Work request -
Using the listing below, set down each line from the line containing "if let Some(front)" through the line containing "if let Some(tail)", both ends included, exactly and with nothing added.

Supplied material -
================================

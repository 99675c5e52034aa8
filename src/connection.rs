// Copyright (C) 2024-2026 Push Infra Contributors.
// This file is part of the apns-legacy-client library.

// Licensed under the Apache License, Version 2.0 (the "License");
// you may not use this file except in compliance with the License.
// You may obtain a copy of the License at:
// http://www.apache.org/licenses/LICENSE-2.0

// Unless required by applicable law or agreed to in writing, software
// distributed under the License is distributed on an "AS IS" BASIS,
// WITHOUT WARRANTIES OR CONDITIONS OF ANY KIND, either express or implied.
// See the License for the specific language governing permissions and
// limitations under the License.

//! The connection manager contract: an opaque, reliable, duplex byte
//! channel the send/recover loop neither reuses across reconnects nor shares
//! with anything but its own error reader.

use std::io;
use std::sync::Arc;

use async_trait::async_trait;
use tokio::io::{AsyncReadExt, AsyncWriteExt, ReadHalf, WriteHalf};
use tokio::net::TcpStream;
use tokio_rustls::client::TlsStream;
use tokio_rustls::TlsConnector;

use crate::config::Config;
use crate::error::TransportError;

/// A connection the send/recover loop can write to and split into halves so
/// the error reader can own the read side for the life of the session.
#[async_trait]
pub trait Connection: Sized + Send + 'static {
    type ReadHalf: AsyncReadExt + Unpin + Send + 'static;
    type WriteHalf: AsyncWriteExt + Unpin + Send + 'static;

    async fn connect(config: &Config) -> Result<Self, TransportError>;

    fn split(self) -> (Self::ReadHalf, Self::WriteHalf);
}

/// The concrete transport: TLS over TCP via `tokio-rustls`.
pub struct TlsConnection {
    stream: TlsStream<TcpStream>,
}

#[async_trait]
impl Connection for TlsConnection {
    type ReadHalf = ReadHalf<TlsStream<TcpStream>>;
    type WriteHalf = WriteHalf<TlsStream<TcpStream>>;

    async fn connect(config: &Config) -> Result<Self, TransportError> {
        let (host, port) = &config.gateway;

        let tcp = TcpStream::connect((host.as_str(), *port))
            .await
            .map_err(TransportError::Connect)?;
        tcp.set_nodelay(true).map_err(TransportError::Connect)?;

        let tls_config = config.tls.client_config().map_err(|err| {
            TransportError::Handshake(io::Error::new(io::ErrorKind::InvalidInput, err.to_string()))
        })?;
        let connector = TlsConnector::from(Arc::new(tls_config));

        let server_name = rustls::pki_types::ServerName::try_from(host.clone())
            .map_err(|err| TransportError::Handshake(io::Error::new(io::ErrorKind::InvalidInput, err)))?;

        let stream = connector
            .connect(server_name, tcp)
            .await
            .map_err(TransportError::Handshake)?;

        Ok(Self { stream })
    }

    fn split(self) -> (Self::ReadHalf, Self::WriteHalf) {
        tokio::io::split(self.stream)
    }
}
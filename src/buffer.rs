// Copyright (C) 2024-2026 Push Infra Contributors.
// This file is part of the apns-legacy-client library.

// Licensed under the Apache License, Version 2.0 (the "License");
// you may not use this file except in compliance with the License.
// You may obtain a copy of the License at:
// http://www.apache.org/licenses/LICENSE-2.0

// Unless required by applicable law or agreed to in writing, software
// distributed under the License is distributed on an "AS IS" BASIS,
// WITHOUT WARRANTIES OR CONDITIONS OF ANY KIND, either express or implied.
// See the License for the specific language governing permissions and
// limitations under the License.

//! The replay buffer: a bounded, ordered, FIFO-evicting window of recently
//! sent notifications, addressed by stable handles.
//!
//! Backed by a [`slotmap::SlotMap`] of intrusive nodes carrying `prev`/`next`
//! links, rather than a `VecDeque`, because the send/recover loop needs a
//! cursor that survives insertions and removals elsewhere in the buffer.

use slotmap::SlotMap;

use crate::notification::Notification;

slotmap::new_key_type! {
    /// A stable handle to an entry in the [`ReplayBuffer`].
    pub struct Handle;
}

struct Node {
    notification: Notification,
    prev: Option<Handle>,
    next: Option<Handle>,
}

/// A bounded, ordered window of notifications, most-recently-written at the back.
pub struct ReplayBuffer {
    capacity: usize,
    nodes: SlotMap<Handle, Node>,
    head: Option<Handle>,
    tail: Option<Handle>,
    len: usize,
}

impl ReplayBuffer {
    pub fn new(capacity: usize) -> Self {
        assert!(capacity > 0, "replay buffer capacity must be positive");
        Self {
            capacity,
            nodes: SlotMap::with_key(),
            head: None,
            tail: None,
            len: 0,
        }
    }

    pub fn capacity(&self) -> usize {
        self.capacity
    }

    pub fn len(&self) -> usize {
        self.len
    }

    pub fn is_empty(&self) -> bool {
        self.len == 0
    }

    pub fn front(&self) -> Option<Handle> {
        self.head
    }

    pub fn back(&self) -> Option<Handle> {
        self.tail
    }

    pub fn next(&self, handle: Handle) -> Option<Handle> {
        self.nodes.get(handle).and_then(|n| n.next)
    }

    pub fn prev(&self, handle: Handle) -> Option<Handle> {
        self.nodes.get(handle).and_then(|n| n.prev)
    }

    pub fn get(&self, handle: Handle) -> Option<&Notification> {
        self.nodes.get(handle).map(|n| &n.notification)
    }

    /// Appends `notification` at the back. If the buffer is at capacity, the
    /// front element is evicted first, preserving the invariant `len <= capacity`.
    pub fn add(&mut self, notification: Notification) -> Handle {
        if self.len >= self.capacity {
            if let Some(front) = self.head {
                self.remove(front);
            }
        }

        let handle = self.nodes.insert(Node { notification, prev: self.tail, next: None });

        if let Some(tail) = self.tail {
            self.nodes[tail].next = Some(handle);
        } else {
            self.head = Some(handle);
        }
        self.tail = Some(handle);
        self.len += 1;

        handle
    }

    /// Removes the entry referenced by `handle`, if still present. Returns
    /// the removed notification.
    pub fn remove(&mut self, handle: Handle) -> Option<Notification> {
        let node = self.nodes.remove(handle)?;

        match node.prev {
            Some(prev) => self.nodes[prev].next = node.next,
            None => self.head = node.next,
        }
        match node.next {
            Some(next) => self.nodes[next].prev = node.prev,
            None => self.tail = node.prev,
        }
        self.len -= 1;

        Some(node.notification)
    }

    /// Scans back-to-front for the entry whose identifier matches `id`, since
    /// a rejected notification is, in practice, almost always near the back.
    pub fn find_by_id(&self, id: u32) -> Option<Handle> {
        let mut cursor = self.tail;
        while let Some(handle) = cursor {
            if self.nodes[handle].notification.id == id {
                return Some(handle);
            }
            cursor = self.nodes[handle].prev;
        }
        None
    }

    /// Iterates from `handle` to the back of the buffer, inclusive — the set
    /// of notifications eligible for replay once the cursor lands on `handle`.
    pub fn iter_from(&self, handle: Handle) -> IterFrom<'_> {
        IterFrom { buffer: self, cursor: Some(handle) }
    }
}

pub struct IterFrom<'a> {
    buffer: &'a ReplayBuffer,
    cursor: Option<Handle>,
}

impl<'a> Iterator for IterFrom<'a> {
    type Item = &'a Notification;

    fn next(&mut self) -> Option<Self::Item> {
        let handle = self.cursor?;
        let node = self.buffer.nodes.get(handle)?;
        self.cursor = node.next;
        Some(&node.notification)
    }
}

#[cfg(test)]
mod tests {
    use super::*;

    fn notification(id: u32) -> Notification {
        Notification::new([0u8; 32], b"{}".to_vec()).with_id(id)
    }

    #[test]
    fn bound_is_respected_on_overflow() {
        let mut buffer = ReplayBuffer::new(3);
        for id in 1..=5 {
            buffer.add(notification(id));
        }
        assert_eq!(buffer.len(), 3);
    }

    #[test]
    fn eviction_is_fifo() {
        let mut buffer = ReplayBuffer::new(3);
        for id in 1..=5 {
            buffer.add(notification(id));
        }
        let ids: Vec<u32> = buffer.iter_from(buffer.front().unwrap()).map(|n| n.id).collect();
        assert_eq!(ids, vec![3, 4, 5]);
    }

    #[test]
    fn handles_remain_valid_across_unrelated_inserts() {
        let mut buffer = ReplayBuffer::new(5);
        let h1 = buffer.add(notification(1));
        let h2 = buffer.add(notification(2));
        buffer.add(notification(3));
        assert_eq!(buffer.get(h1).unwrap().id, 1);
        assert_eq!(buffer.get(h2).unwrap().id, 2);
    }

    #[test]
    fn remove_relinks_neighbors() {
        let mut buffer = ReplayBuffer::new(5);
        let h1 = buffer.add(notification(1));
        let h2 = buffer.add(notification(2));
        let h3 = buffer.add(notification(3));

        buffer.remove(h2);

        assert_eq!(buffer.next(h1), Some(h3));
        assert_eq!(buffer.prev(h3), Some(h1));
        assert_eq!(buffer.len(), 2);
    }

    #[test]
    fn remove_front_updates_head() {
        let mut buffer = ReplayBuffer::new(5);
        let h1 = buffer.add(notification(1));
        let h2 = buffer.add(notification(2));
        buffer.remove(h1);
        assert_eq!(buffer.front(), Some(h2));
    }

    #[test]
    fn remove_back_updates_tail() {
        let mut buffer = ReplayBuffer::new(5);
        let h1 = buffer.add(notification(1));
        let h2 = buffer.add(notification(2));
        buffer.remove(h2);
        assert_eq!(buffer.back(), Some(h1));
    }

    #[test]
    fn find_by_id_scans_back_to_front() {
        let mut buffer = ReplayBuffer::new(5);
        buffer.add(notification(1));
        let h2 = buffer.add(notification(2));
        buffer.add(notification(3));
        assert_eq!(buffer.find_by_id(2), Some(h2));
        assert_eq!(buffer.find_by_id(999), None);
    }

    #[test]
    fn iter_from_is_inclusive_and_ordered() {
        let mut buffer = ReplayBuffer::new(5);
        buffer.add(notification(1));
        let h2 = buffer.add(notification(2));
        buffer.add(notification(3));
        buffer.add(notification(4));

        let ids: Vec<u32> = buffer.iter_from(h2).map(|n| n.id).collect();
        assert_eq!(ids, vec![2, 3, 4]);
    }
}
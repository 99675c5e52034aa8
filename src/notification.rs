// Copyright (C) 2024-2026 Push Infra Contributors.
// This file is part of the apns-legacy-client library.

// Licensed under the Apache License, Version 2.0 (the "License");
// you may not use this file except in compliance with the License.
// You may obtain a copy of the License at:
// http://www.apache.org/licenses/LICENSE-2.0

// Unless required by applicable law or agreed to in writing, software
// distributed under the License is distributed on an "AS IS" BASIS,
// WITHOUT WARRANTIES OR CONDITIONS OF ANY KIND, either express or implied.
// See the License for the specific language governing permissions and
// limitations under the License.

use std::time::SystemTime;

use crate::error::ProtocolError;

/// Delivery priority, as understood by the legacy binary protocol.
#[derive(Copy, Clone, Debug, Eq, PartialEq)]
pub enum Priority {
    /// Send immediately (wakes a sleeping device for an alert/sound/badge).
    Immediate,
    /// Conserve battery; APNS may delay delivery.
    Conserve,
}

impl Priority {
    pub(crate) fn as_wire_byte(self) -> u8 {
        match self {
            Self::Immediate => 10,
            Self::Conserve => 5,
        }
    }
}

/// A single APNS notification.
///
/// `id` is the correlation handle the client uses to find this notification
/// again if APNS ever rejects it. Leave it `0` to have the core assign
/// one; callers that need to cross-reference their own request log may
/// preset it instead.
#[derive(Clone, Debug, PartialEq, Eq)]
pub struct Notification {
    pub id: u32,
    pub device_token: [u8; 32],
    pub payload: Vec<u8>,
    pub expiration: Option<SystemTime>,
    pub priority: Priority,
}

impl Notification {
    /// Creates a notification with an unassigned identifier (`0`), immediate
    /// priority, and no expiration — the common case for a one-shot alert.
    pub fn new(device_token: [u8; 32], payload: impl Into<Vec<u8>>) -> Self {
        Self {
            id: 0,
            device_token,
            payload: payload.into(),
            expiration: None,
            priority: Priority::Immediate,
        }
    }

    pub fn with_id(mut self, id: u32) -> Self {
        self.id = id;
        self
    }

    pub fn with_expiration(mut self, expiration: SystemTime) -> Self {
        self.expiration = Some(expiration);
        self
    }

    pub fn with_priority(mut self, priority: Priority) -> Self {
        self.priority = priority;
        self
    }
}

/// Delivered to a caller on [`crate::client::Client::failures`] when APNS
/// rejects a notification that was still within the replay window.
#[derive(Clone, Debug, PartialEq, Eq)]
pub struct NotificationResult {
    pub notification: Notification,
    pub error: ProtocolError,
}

================================

Reply -
            if let Some(front) = self.head {
                self.remove(front);
            }
        }

        let handle = self.nodes.insert(Node { notification, prev: self.tail, next: None });

        if let Some(tail) = self.tail {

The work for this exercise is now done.